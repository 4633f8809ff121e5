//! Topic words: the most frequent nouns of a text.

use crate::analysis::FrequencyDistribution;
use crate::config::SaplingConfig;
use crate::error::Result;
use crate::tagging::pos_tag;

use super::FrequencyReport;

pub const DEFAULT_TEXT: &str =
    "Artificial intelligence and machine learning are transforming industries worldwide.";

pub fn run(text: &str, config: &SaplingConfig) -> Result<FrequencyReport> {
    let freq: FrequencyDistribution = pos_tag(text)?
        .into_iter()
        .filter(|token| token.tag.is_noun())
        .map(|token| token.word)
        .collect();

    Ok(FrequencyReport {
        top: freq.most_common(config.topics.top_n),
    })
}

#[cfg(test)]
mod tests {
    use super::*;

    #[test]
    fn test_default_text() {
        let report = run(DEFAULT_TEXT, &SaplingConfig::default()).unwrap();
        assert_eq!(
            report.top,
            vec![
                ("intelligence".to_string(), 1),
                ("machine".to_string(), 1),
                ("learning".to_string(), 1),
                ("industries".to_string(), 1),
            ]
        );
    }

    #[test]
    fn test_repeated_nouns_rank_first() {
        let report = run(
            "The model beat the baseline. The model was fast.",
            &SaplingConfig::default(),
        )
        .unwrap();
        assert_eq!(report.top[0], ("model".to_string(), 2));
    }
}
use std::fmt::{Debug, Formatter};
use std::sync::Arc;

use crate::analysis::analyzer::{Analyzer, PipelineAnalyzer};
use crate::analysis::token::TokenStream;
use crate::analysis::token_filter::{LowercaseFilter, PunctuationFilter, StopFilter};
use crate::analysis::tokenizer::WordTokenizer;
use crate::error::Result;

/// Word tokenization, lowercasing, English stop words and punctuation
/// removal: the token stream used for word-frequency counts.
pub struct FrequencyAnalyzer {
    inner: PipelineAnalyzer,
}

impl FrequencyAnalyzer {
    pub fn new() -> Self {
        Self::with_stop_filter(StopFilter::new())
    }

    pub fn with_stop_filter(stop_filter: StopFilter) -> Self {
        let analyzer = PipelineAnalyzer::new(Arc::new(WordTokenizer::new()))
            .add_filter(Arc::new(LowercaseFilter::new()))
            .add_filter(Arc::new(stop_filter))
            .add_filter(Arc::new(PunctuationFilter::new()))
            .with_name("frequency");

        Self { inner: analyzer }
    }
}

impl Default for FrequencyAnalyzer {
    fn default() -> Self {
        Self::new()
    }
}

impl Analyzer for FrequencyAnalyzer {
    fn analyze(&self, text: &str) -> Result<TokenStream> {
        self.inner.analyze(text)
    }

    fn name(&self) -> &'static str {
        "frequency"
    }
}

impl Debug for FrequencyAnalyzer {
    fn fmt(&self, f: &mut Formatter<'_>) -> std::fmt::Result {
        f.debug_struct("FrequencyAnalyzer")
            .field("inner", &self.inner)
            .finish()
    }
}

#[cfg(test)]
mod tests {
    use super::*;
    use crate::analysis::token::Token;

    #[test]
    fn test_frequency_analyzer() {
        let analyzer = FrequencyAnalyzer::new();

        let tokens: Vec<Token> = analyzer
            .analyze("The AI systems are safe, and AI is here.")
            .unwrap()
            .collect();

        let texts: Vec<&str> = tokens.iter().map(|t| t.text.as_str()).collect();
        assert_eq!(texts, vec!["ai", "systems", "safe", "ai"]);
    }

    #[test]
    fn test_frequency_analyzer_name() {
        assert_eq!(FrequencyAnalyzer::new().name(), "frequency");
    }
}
************
WORK TO BE COMPLETED -> Pull every line containing the word "WordTokenizer" out of the listing.

WRITTEN RESPONSE ->
use crate::analysis::tokenizer::WordTokenizer;
        let analyzer = PipelineAnalyzer::new(Arc::new(WordTokenizer::new()))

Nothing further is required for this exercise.